### What you will do
Scan the records that follow, and whenever a line has the word "phone", copy it.
** Opening Materials provided block **
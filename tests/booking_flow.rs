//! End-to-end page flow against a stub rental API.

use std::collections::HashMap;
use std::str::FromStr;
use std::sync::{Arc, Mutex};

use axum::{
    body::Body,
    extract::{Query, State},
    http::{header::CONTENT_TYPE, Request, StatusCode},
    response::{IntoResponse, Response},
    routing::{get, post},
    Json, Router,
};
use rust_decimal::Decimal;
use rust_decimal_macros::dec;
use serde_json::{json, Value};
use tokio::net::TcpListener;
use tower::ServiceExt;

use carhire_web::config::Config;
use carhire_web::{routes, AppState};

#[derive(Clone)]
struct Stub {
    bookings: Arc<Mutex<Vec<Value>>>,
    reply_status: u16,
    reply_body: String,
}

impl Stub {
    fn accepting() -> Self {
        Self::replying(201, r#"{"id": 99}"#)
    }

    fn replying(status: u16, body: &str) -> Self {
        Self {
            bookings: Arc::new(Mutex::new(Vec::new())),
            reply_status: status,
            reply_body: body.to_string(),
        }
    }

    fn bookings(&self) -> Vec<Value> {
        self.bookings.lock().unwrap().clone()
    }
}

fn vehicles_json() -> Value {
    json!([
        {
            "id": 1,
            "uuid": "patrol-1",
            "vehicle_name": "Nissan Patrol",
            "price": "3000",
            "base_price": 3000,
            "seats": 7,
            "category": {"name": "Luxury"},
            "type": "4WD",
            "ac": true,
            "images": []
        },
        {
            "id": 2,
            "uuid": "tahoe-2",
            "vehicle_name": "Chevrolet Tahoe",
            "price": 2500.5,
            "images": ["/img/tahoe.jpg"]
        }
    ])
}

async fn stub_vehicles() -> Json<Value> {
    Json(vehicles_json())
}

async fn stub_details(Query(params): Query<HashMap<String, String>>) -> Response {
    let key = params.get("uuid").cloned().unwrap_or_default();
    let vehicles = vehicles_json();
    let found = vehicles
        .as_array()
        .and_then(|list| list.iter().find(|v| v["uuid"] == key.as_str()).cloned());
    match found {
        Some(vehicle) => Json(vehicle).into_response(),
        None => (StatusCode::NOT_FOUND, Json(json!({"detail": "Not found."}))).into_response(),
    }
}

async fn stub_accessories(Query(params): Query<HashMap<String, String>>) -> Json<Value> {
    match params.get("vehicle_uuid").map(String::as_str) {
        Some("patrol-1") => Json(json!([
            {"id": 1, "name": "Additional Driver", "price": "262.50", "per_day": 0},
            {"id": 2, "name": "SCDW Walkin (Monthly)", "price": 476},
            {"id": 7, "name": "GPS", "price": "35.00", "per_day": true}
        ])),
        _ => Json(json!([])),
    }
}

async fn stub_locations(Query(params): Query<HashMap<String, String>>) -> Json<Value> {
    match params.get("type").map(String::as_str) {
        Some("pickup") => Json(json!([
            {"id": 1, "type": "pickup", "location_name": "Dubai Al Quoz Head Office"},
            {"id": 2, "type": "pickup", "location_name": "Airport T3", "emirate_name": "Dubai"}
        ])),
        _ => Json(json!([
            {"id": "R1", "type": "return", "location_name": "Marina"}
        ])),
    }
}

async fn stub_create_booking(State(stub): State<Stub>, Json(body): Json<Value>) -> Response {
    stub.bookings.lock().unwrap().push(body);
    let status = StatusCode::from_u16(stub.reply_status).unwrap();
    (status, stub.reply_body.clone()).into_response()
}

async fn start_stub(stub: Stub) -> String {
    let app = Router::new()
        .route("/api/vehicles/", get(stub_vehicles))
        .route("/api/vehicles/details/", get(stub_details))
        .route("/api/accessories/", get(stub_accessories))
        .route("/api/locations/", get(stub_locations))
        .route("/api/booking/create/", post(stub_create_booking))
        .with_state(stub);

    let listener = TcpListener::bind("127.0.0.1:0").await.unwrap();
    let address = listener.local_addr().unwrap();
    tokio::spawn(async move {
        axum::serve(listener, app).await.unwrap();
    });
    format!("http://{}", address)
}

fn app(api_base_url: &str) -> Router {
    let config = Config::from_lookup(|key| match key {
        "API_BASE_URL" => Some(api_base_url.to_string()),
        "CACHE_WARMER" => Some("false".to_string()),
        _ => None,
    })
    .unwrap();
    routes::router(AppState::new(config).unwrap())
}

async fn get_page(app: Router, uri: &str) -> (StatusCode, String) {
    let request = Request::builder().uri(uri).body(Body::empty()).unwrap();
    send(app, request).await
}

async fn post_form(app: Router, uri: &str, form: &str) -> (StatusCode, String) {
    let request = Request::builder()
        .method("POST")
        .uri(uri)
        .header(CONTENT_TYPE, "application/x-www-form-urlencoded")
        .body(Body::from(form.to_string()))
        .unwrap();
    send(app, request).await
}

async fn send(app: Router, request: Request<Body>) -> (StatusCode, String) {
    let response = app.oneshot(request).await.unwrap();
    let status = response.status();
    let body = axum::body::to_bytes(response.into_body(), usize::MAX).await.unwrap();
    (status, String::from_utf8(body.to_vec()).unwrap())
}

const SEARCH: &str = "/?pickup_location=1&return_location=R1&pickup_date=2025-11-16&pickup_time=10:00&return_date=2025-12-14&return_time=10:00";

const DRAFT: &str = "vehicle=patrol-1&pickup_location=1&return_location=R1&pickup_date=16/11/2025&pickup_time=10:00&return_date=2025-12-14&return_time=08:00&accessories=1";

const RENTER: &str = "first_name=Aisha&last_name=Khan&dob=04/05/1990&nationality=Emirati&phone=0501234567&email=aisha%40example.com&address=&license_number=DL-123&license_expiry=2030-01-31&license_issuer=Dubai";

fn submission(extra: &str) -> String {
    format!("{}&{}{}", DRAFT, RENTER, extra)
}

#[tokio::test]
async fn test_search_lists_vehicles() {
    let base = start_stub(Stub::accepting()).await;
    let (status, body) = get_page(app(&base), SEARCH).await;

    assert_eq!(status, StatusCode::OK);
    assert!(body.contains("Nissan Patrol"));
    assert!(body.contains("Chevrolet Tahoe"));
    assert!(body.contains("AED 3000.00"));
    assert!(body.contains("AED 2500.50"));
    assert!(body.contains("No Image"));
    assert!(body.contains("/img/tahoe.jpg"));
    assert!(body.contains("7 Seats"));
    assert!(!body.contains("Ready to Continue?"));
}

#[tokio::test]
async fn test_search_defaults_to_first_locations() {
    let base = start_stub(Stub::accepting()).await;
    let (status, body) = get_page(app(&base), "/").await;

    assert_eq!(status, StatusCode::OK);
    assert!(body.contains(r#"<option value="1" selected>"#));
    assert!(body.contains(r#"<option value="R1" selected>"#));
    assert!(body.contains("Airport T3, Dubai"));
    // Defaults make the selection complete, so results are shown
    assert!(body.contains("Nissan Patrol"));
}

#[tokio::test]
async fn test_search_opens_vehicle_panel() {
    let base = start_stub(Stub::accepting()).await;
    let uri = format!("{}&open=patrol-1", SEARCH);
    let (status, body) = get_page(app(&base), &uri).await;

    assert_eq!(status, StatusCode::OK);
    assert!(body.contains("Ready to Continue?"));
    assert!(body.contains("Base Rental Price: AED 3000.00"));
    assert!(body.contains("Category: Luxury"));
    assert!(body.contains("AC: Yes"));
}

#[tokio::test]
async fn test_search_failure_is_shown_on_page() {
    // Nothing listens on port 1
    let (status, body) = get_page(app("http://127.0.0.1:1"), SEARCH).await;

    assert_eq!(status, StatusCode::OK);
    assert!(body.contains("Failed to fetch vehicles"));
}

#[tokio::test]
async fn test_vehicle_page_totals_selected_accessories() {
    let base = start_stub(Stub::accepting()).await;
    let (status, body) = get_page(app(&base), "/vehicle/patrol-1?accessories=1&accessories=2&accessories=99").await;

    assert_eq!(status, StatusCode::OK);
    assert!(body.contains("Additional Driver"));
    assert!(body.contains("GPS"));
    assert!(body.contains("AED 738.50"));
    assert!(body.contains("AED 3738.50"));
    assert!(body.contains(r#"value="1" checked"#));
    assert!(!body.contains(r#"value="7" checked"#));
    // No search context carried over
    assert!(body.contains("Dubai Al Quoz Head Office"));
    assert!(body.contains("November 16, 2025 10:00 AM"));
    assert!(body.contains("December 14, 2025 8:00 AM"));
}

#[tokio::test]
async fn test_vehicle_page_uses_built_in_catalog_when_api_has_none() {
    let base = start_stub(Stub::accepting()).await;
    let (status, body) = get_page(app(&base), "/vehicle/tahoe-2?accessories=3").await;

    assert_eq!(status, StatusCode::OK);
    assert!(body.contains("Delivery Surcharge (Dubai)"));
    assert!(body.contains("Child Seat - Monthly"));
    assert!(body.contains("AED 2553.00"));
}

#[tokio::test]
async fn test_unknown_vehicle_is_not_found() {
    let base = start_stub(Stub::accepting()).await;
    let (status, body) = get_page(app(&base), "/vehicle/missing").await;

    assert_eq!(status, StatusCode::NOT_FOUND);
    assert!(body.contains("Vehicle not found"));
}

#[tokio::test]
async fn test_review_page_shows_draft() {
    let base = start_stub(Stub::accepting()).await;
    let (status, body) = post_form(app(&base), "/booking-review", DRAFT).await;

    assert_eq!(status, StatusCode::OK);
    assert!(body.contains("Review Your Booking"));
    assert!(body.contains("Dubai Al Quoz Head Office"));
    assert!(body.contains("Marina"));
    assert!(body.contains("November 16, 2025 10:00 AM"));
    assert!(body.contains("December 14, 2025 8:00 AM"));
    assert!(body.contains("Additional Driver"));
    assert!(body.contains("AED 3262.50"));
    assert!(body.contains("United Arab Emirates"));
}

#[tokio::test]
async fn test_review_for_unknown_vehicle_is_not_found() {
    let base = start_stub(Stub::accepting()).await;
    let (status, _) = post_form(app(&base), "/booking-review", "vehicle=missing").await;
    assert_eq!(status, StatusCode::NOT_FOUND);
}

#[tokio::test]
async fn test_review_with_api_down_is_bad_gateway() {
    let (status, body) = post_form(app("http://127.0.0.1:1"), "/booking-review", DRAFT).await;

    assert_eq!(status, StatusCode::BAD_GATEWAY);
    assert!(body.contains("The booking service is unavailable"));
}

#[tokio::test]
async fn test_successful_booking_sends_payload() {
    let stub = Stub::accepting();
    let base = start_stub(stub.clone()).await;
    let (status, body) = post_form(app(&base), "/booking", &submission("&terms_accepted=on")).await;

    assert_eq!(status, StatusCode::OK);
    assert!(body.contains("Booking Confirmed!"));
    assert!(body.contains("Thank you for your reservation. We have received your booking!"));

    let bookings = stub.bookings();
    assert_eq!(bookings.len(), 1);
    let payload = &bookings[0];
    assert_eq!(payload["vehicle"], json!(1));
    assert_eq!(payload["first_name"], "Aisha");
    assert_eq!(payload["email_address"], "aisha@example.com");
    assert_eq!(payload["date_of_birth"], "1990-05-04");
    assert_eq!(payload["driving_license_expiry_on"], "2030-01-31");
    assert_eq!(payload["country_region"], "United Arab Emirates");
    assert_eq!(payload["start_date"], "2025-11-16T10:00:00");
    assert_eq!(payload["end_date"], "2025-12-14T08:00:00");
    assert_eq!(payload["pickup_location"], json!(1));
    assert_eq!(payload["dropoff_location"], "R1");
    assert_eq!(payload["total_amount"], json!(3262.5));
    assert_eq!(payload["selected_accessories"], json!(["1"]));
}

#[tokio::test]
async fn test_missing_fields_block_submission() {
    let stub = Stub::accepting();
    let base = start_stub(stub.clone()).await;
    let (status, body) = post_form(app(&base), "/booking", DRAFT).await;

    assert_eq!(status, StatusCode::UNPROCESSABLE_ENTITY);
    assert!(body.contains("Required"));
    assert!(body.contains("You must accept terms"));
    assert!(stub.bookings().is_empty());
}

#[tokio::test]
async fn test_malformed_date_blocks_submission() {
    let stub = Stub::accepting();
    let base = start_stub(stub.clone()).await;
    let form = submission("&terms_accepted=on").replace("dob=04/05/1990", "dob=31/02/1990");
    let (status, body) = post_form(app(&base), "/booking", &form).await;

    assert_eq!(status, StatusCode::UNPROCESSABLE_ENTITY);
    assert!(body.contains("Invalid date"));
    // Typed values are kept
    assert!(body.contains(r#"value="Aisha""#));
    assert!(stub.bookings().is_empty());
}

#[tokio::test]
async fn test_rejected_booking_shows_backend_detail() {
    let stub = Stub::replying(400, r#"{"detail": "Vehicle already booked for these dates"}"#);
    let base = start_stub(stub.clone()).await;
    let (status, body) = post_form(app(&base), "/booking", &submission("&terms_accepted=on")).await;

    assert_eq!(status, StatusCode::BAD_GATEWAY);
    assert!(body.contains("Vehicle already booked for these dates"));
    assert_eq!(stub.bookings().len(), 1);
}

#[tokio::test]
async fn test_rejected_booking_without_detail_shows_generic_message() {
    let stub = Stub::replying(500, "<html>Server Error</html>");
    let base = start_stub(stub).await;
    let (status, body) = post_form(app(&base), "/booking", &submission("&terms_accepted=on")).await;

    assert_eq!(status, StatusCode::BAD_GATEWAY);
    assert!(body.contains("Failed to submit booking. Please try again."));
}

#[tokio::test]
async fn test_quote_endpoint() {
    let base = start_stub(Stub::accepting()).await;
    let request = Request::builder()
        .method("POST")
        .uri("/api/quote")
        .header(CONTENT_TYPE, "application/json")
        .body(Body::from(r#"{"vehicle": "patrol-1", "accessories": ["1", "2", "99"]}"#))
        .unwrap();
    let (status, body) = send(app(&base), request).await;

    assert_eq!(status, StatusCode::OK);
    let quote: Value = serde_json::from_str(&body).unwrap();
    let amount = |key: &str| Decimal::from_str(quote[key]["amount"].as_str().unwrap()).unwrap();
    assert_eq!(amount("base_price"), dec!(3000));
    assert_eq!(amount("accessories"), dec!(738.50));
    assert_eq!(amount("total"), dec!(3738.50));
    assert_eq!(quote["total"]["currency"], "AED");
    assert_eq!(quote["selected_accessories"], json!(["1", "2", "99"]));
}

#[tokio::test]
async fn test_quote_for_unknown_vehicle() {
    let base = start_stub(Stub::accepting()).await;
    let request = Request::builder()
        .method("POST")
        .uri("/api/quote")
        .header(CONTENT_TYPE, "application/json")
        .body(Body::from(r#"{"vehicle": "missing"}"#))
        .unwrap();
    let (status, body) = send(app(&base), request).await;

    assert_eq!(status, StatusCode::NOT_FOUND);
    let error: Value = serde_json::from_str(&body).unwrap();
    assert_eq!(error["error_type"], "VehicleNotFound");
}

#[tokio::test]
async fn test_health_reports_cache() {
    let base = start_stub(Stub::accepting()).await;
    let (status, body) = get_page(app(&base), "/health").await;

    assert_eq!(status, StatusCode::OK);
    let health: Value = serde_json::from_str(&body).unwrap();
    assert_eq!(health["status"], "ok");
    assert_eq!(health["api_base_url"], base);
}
** Closing Materials provided block **
** Opening Materials provided block **
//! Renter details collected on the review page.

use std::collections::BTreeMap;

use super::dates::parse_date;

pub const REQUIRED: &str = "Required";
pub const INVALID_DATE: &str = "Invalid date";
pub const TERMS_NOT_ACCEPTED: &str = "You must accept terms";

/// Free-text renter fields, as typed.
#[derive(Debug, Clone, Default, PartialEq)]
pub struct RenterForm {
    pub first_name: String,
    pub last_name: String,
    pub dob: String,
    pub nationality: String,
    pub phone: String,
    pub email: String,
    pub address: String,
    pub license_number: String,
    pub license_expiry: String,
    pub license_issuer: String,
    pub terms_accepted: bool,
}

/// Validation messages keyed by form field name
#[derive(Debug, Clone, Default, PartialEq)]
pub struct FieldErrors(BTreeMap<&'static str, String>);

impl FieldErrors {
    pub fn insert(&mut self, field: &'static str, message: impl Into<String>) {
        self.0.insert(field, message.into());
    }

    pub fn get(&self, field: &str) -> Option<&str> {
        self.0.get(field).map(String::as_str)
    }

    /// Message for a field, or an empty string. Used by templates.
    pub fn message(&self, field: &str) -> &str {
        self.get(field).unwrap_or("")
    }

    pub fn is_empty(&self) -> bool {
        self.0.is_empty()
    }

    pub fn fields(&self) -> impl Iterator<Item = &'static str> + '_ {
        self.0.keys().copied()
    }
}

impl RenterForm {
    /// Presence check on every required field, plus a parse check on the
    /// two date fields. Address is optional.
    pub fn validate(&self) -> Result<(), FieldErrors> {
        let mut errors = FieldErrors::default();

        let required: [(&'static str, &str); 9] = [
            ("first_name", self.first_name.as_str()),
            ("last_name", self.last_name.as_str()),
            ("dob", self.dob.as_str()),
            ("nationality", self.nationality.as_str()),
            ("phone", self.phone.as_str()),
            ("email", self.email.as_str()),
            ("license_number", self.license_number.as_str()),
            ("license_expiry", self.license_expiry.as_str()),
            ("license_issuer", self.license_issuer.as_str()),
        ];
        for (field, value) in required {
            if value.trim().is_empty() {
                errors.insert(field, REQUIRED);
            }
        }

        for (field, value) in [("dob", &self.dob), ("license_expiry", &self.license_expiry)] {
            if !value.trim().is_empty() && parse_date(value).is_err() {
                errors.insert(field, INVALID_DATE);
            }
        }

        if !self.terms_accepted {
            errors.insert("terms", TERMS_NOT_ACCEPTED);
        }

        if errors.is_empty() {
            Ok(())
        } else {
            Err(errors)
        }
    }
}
** Closing Materials provided block **
### Written answer
const RENTER: &str = "first_name=Aisha&last_name=Khan&dob=04/05/1990&nationality=Emirati&phone=0501234567&email=aisha%40example.com&address=&license_number=DL-123&license_expiry=2030-01-31&license_issuer=Dubai";
    pub phone: String,
            ("phone", self.phone.as_str()),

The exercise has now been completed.